Calcitonin (CT) down-regulates its receptor in several cancer cell lines, including T47D human breast cancer cells. Removal of CT results in the recovery of CT receptor (CTR) binding. However, homologous regulation of the CTR in osteoclasts is not well understood. To elucidate these phenomena in cells of the osteoclast lineage, mouse osteoblasts and bone marrow cells were cocultured on type 1 collagen gels. For the experiments, osteoclast-like cell (OCL)-enriched populations were subcultured from the collagen gels into multiwell dishes on days 7-8, and CT regulation of the CTR was determined and compared with that in T47D cells. When cells of either type were treated with CT for 1 h and then washed, binding capacity for [125I] salmon CT ([125I]sCT) was decreased dependent upon the preincubating concentration of CT. After removal of CT, the binding capacity in OCLs recovered toward the control level over 12 h.

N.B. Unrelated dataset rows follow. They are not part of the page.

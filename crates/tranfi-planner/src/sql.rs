//! Plan → DuckDB SQL.
//!
//! Each transform becomes one CTE reading from the previous one; the first
//! reads from `input_data`. Codecs are dropped. Only ops with an exact SQL
//! counterpart are rendered; anything else is an error rather than an
//! approximation.
//!
//! Comparisons and logic are two-valued in the engine: a comparison with Null
//! is false, except `!=` which is true, and `not`/`and`/`or` treat anything
//! other than true as false. The rendered SQL pins each comparison with
//! `coalesce` and each logical operand with `IS TRUE` so NULL never leaks
//! into three-valued logic.

use tranfi_core::dag::{AggFunc, OpSpec};
use tranfi_core::expr::{BinaryOp, Expr, Func, UnaryOp};
use tranfi_core::plan::Plan;
use tranfi_core::value::Value;

use crate::error::{CompileError, Result};
use crate::schema::infer_columns;

const INPUT: &str = "input_data";

pub fn to_sql(plan: &Plan) -> Result<String> {
    let transforms = plan.transforms();
    if transforms.is_empty() {
        return Ok(format!("SELECT * FROM {INPUT}"));
    }
    // Columns known to exist before each step decide REPLACE vs append in
    // `derive`.
    let columns = infer_columns(plan, None);

    let mut ctes = Vec::with_capacity(transforms.len());
    let mut prev = INPUT.to_string();
    for (i, spec) in transforms.iter().enumerate() {
        let known = columns.get(i).and_then(|c| c.as_deref());
        let body = select(spec, &prev, known)?;
        let name = format!("step_{}", i + 1);
        ctes.push(format!("  {name} AS ({body})"));
        prev = name;
    }
    Ok(format!("WITH\n{}\nSELECT * FROM {prev}", ctes.join(",\n")))
}

fn select(spec: &OpSpec, from: &str, known: Option<&[String]>) -> Result<String> {
    let sql = match spec {
        OpSpec::Filter(a) => format!("SELECT * FROM {from} WHERE {}", expr(a.expr.ast())),
        OpSpec::Select(a) => format!("SELECT {} FROM {from}", ident_list(&a.columns)),
        OpSpec::Sort(a) => {
            let keys: Vec<String> = a
                .columns
                .iter()
                .map(|k| {
                    let dir = if k.desc { "DESC NULLS FIRST" } else { "ASC NULLS LAST" };
                    format!("{} {dir}", ident(&k.name))
                })
                .collect();
            format!("SELECT * FROM {from} ORDER BY {}", keys.join(", "))
        }
        OpSpec::Head(a) => format!("SELECT * FROM {from} LIMIT {}", a.n),
        OpSpec::Skip(a) => format!("SELECT * FROM {from} OFFSET {}", a.n),
        OpSpec::Rename(a) => {
            let pairs: Vec<String> = a
                .mapping
                .iter()
                .map(|(old, new)| format!("{} AS {}", ident(old), ident(new)))
                .collect();
            format!("SELECT * RENAME ({}) FROM {from}", pairs.join(", "))
        }
        OpSpec::Derive(a) => {
            // One nested SELECT per column so later expressions see earlier
            // results.
            let mut present: Vec<String> = known.map(<[String]>::to_vec).unwrap_or_default();
            let mut source = from.to_string();
            let mut sql = String::new();
            for (j, col) in a.columns.iter().enumerate() {
                let e = expr(col.expr.ast());
                sql = if present.contains(&col.name) {
                    format!("SELECT * REPLACE ({e} AS {}) FROM {source}", ident(&col.name))
                } else {
                    present.push(col.name.clone());
                    format!("SELECT *, {e} AS {} FROM {source}", ident(&col.name))
                };
                source = format!("({sql}) AS d{}", j + 1);
            }
            sql
        }
        OpSpec::GroupAgg(a) => {
            let mut items: Vec<String> = a.group_by.iter().map(|g| ident(g)).collect();
            for agg in &a.aggs {
                let col = ident(&agg.column);
                let call = match agg.func {
                    AggFunc::Count => "count(*)".to_string(),
                    AggFunc::Sum => format!("coalesce(sum({col}), 0)"),
                    AggFunc::Avg => format!("avg({col})"),
                    AggFunc::Min => format!("min({col})"),
                    AggFunc::Max => format!("max({col})"),
                };
                items.push(format!("{call} AS {}", ident(&agg.output_name())));
            }
            let mut sql = format!("SELECT {} FROM {from}", items.join(", "));
            if !a.group_by.is_empty() {
                sql.push_str(&format!(" GROUP BY {}", ident_list(&a.group_by)));
            }
            sql
        }
        OpSpec::Unique(a) if a.columns.is_empty() => format!("SELECT DISTINCT * FROM {from}"),
        OpSpec::Unique(a) => {
            format!("SELECT DISTINCT ON ({}) * FROM {from}", ident_list(&a.columns))
        }
        other => return Err(CompileError::NoSql(other.name().to_string())),
    };
    Ok(sql)
}

fn ident(name: &str) -> String {
    format!("\"{}\"", name.replace('"', "\"\""))
}

fn ident_list(names: &[String]) -> String {
    names.iter().map(|n| ident(n)).collect::<Vec<_>>().join(", ")
}

fn string_lit(s: &str) -> String {
    format!("'{}'", s.replace('\'', "''"))
}

fn literal(v: &Value) -> String {
    match v {
        Value::Null => "NULL".into(),
        Value::Bool(true) => "TRUE".into(),
        Value::Bool(false) => "FALSE".into(),
        Value::Int(i) => i.to_string(),
        Value::Float(f) if f.is_finite() => format!("{f:?}"),
        Value::Float(_) => "NULL".into(),
        Value::Str(s) => string_lit(s),
        Value::Date(d) => format!("DATE '{}'", d.format("%Y-%m-%d")),
    }
}

/// Fully parenthesized, so precedence never depends on the SQL dialect.
fn expr(e: &Expr) -> String {
    match e {
        Expr::Literal(v) => literal(v),
        Expr::Column(name) => ident(name),
        Expr::Unary(UnaryOp::Neg, inner) => format!("(- {})", expr(inner)),
        Expr::Unary(UnaryOp::Not, inner) => format!("(NOT {})", logic(inner)),
        Expr::Binary(op @ (BinaryOp::And | BinaryOp::Or), l, r) => {
            let sym = if *op == BinaryOp::And { "AND" } else { "OR" };
            format!("({} {sym} {})", logic(l), logic(r))
        }
        Expr::Binary(op, l, r) if op.is_comparison() => {
            let (sym, on_null) = match op {
                BinaryOp::Eq => ("=", "FALSE"),
                BinaryOp::Ne => ("<>", "TRUE"),
                other => (other.symbol(), "FALSE"),
            };
            format!("coalesce(({} {sym} {}), {on_null})", expr(l), expr(r))
        }
        Expr::Binary(op, l, r) => format!("({} {} {})", expr(l), op.symbol(), expr(r)),
        Expr::Call(func, args) => call(*func, args),
    }
}

/// An operand of `not`/`and`/`or`: only a true value counts.
fn logic(e: &Expr) -> String {
    match e {
        Expr::Unary(UnaryOp::Not, _) => expr(e),
        Expr::Binary(op, _, _) if op.is_comparison() || matches!(op, BinaryOp::And | BinaryOp::Or) => {
            expr(e)
        }
        _ => format!("({} IS TRUE)", expr(e)),
    }
}

fn call(func: Func, args: &[Expr]) -> String {
    let a: Vec<String> = args.iter().map(expr).collect();
    match (func, a.as_slice()) {
        (Func::If, [c, t, f]) => format!("(CASE WHEN {c} THEN {t} ELSE {f} END)"),
        (Func::Mod, [x, y]) => format!("({x} % {y})"),
        // 0-based here, 1-based in SQL.
        (Func::Slice, [s, start]) => format!("substr({s}, ({start}) + 1)"),
        (Func::Slice, [s, start, len]) => format!("substr({s}, ({start}) + 1, {len})"),
        _ => {
            let name = match func {
                Func::Len => "length",
                Func::PadLeft => "lpad",
                Func::PadRight => "rpad",
                Func::Min => "least",
                Func::Max => "greatest",
                Func::Log => "ln",
                other => other.name(),
            };
            format!("{name}({})", a.join(", "))
        }
    }
}
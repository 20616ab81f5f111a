#![forbid(unsafe_code)]
//! tranfi-operators: the transform library.
//!
//! Design intent:
//! - One struct per verb, each owning its own state. The closed `Operator`
//!   enum dispatches with a single `match`, so adding a verb is a compile
//!   error until every pass handles it.
//! - Streaming operators emit rows as they arrive; blocking ones buffer and
//!   emit from `flush`. Batch boundaries never change results.
//! - Per-row problems go to the caller's error list and never abort a run.

pub mod error;
pub mod operator;

pub mod aggregate;
pub mod clean;
pub mod datetime;
pub mod encode;
pub mod filter;
pub mod limit;
pub mod lookup;
pub mod project;
pub mod reshape;
pub mod sample;
pub mod sequence;
pub mod series;
pub mod sort;
pub mod stats;

pub use error::{OpError, Result};
pub use operator::{Operator, Transform};
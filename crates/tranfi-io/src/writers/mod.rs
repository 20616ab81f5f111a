pub mod csv;
pub mod jsonl;
pub mod table;
pub mod text;

pub use self::csv::CsvEncoder;
pub use self::jsonl::{row_to_json_line, JsonlEncoder};
pub use self::table::TableEncoder;
pub use self::text::TextEncoder;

However, in contrast to that in T47D cells, recovery was transient, so that 24 h after removal of CT, the binding capacity in preincubated cells was strikingly reduced compared with that in control cells. This occurred even when the preincubating concentration of CT was too low to cause down-regulation of binding in 1 h. Scatchard analysis showed a decrease in receptor number in CT-treated compared with control OCLs 24 h after CT removal, with unchanged receptor affinity. By autoradiography, decreased CTR density on multinuclear OCLs was indicated. Preexposure of either OCLs or T47D cells to CT caused elevation of intracellular cAMP, which persisted for 6-12 h after removal of CT. In addition, there was desensitization to a rechallenge with CT, which, in T47D cells, recovered by 24-36 h. In contrast, OCLs showed incomplete recovery of desensitization. These data correlated with the results of semiquantitative reverse transcription-polymerase chain reaction studies; the CTR messenger RNA level was increased to about 150% of the control level in sCT-treated T47D cells 18-36 h after sCT removal; the level was markedly decreased to about 20% of the control value in sCT-treated OCLs 12-48 h after sCT removal and remained suppressed. This study suggests that CT-induced homologous down-regulation is a potential cause of the "escape" phenomenon, by producing a population of CT-resistant osteoclasts.